What you should do:
Set out each line from the following listing that includes the word "AllCaps".

(Beginning of Data for the task)

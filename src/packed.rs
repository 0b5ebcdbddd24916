//! Bit-packed encoding of operator lists.
//!
//! Primary byte, MSB first:
//!
//! | bits | field |
//! |------|-------|
//! | 7    | extension byte follows |
//! | 6-5  | casing: 0 none, 1 capitalize, 2 all caps |
//! | 4-2  | 0 none, 1 `.`, 2 `,`, 3 `?`, 4 `!`, 5 `...`, 6 `:`, 7 single line feed |
//! | 1-0  | bit 0 open quote, bit 1 close quote |
//!
//! Extension byte:
//!
//! | bits | field |
//! |------|-------|
//! | 7-6  | whitespace: 0 none, 1 single line feed, 2 double line feed, 3 tab |
//! | 5    | literal block |
//! | 4    | semicolon |
//! | 3-0  | reserved, zero |
//!
//! A single line feed uses the 3-bit field when no punctuation occupies it,
//! and the whitespace class otherwise. The semicolon has no code in the 3-bit
//! field and always lives in the extension.

use crate::error::{Error, Field, Result};
use crate::operator::Operator;
use crate::selector::OperatorList;

const EXTENSION: u8 = 0x80;
const OPEN_QUOTE: u8 = 0x01;
const CLOSE_QUOTE: u8 = 0x02;
const LITERAL_FLAG: u8 = 0x20;
const SEMICOLON_FLAG: u8 = 0x10;
const RESERVED_BITS: u8 = 0x0F;

const CASING_CAPITALIZE: u8 = 1;
const CASING_ALL_CAPS: u8 = 2;

const PUNCT_LINE_FEED: u8 = 7;

const SPACE_LINE_FEED: u8 = 1;
const SPACE_PARAGRAPH: u8 = 2;
const SPACE_TAB: u8 = 3;

/// Punctuation operators by their 3-bit code; code 0 is "none".
const PUNCT_CODES: [Option<Operator>; 7] = [
    None,
    Some(Operator::Period),
    Some(Operator::Comma),
    Some(Operator::Question),
    Some(Operator::Exclamation),
    Some(Operator::Ellipsis),
    Some(Operator::Colon),
];

/// One or two packed bytes.
#[derive(Debug, Clone, Copy, PartialEq, Eq)]
pub struct PackedOps {
    bytes: [u8; 2],
    len: usize,
}

impl PackedOps {
    pub fn as_slice(&self) -> &[u8] {
        &self.bytes[..self.len]
    }

    pub fn has_extension(&self) -> bool {
        self.len == 2
    }
}

/// Packs an operator list into one byte, or two if an extension is needed.
pub fn encode(ops: &OperatorList) -> PackedOps {
    if ops.is_literal() {
        return PackedOps {
            bytes: [EXTENSION, LITERAL_FLAG],
            len: 2,
        };
    }

    let mut casing = 0u8;
    let mut punct = 0u8;
    let mut quotes = 0u8;
    let mut space = 0u8;
    let mut semicolon = false;
    let mut line_feed = false;

    for op in ops {
        match op {
            Operator::Capitalize => casing = CASING_CAPITALIZE,
            Operator::AllCaps => casing = CASING_ALL_CAPS,
            Operator::OpenQuote => quotes |= OPEN_QUOTE,
            Operator::CloseQuote => quotes |= CLOSE_QUOTE,
            Operator::Semicolon => semicolon = true,
            Operator::LineFeed => line_feed = true,
            Operator::ParagraphBreak => space = SPACE_PARAGRAPH,
            Operator::Tab => space = SPACE_TAB,
            Operator::Literal => {}
            other => {
                punct = PUNCT_CODES
                    .iter()
                    .position(|code| *code == Some(*other))
                    .unwrap_or_default() as u8;
            }
        }
    }

    if line_feed {
        if punct == 0 {
            punct = PUNCT_LINE_FEED;
        } else {
            space = SPACE_LINE_FEED;
        }
    }

    let extended = semicolon || space != 0;
    let flag = if extended { EXTENSION } else { 0 };
    let primary = flag | casing << 5 | punct << 2 | quotes;
    if extended {
        let mut ext = space << 6;
        if semicolon {
            ext |= SEMICOLON_FLAG;
        }
        PackedOps {
            bytes: [primary, ext],
            len: 2,
        }
    } else {
        PackedOps {
            bytes: [primary, 0],
            len: 1,
        }
    }
}

/// Appends the packed form of `ops` to `out`.
pub fn encode_into(ops: &OperatorList, out: &mut Vec<u8>) {
    out.extend_from_slice(encode(ops).as_slice());
}

/// Unpacks an operator list starting at `cursor`.
///
/// Operators come back in canonical category order. Returns the list and the
/// cursor just past the packed bytes.
pub fn decode(bytes: &[u8], cursor: usize) -> Result<(OperatorList, usize)> {
    let end = Error::UnexpectedEnd {
        field: Field::PackedOps,
        offset: cursor,
    };
    let primary = *bytes.get(cursor).ok_or(end)?;
    let mut pos = cursor + 1;

    let (mut space, mut literal, mut semicolon) = (0u8, false, false);
    if primary & EXTENSION != 0 {
        let ext = *bytes.get(pos).ok_or(Error::UnexpectedEnd {
            field: Field::PackedOps,
            offset: cursor,
        })?;
        if ext & RESERVED_BITS != 0 {
            return Err(Error::ReservedBits {
                field: Field::PackedOps,
                bits: ext & RESERVED_BITS,
                offset: pos,
            });
        }
        space = ext >> 6;
        literal = ext & LITERAL_FLAG != 0;
        semicolon = ext & SEMICOLON_FLAG != 0;
        pos += 1;
    }

    if literal {
        return Ok((OperatorList::literal(), pos));
    }

    let casing = (primary >> 5) & 0x03;
    let punct = (primary >> 2) & 0x07;
    let quotes = primary & 0x03;

    let mut ops = Vec::with_capacity(5);
    match casing {
        0 => {}
        CASING_CAPITALIZE => ops.push(Operator::Capitalize),
        CASING_ALL_CAPS => ops.push(Operator::AllCaps),
        _ => {
            return Err(Error::ReservedBits {
                field: Field::PackedOps,
                bits: primary & 0x60,
                offset: cursor,
            })
        }
    }

    if quotes & OPEN_QUOTE != 0 {
        ops.push(Operator::OpenQuote);
    }

    let punct_op = PUNCT_CODES.get(punct as usize).copied().flatten();
    match (punct_op, semicolon) {
        (Some(_), true) => return Err(Error::ConflictingOperators { offset: cursor }),
        (Some(op), false) => ops.push(op),
        (None, true) => ops.push(Operator::Semicolon),
        (None, false) => {}
    }

    if quotes & CLOSE_QUOTE != 0 {
        ops.push(Operator::CloseQuote);
    }

    let primary_line_feed = punct == PUNCT_LINE_FEED;
    match (space, primary_line_feed) {
        (0, true) | (SPACE_LINE_FEED, false) => ops.push(Operator::LineFeed),
        (0, false) => {}
        (SPACE_PARAGRAPH, false) => ops.push(Operator::ParagraphBreak),
        (SPACE_TAB, false) => ops.push(Operator::Tab),
        _ => return Err(Error::ConflictingOperators { offset: cursor }),
    }

    Ok((OperatorList::from_ordered(ops), pos))
}
use crate::codec::{compress, decompress, Codec};
use crate::dictionary::Dictionary;
use crate::error::Error;
use crate::operator::Operator;
use crate::packed;
use crate::selector::min_applicable_ops;

#[test]
fn test_plain_sentence() {
    let dict = Dictionary::from_word_list("the\ncat\nsat").unwrap();
    let text = "The cat sat.";
    let (bytes, stats) = Codec::new(&dict).compress_with_stats(text).unwrap();

    assert_eq!(stats.dictionary_fields, 3);
    assert_eq!(stats.literal_blocks, 0);
    // Info byte announcing Capitalize for the first word
    assert_eq!(&bytes[..2], &[0x01, 0x20]);
    // The last index field is preceded by the packed period
    assert_eq!(&bytes[bytes.len() - 2..], &[0x04, 0x02]);

    let restored = decompress(&bytes, &dict).unwrap();
    assert_eq!(restored, text);
    assert!(!restored.ends_with(' '));
}

#[test]
fn test_shouting_with_punctuation() {
    let dict = Dictionary::from_word_list("stop").unwrap();
    let ops = min_applicable_ops("STOP!", &dict);
    assert_eq!(ops.to_vec(), vec![Operator::AllCaps, Operator::Exclamation]);

    // Casing 2 in bits 6-5, punctuation 4 in bits 4-2
    assert_eq!(packed::encode(&ops).as_slice(), &[0b0101_0000]);

    let bytes = compress("STOP!", &dict).unwrap();
    assert_eq!(bytes, vec![0x01, 0x50, 0x00]);
    assert_eq!(decompress(&bytes, &dict).unwrap(), "STOP!");
}

#[test]
fn test_unknown_word() {
    let dict = Dictionary::from_word_list("yes").unwrap();
    let text = "Supercalifragilisticexpialidocious yes";
    let (bytes, stats) = Codec::new(&dict).compress_with_stats(text).unwrap();

    assert_eq!(stats.literal_blocks, 1);
    assert_eq!(stats.dictionary_fields, 1);
    assert_eq!(stats.literal_bytes, 34);
    // Packed literal flag, then the length prefix
    assert_eq!(&bytes[..4], &[0x01, 0x80, 0x20, 34]);
    assert_eq!(decompress(&bytes, &dict).unwrap(), text);
}

#[test]
fn test_empty_input() {
    let dict = Dictionary::builtin();
    assert!(compress("", &dict).unwrap().is_empty());
    assert_eq!(decompress(&[], &dict).unwrap(), "");
}

#[test]
fn test_builtin_prose() {
    let dict = Dictionary::builtin();
    let text = "\"Hello,\" said the man. \"Come here!\"\n\nThe old dog did not move\u{2026}\tIt was COLD.";
    let codec = Codec::new(&dict);
    let (bytes, stats) = codec.compress_with_stats(text).unwrap();

    assert!(bytes.len() < text.len());
    assert!(stats.dictionary_fields > stats.literal_blocks);
    assert_eq!(codec.decompress(&bytes).unwrap(), text);
}

#[test]
fn test_shared_dictionary_across_threads() {
    let dict = Dictionary::builtin();
    let texts = ["the cat sat", "Hello world!", "STOP.\nyes"];

    std::thread::scope(|scope| {
        for text in texts {
            let dict = &dict;
            scope.spawn(move || {
                let bytes = compress(text, dict).unwrap();
                assert_eq!(decompress(&bytes, dict).unwrap(), text);
            });
        }
    });
}

#[test]
fn test_truncated_stream_keeps_prefix() {
    let dict = Dictionary::from_word_list("yes").unwrap();
    let text = "zebra yes";
    let codec = Codec::new(&dict);
    let bytes = codec.compress(text).unwrap();
    // info, packed literal flag, length, payload, continuation, index
    assert_eq!(bytes.len(), 11);

    for cut in 0..=bytes.len() {
        match codec.decompress_with_warnings(&bytes[..cut]) {
            Ok(out) => assert!(text.starts_with(&out.text), "cut {cut}: {:?}", out.text),
            Err(err) => assert!(
                matches!(err, Error::TruncatedLiteralBlock { .. }),
                "cut {cut}: {err:?}"
            ),
        }
    }

    // Payload cut short inside the literal block
    assert!(matches!(
        codec.decompress(&bytes[..6]),
        Err(Error::TruncatedLiteralBlock { offset: 3, declared: 5, available: 2 })
    ));
    // Missing continuation byte stops after the complete literal
    let out = codec.decompress_with_warnings(&bytes[..9]).unwrap();
    assert_eq!(out.text, "zebra");
    assert!(!out.is_clean());
}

(End of Data for the task)

Task response:
            Operator::AllCaps => casing = CASING_ALL_CAPS,
        CASING_ALL_CAPS => ops.push(Operator::AllCaps),
    assert_eq!(ops.to_vec(), vec![Operator::AllCaps, Operator::Exclamation]);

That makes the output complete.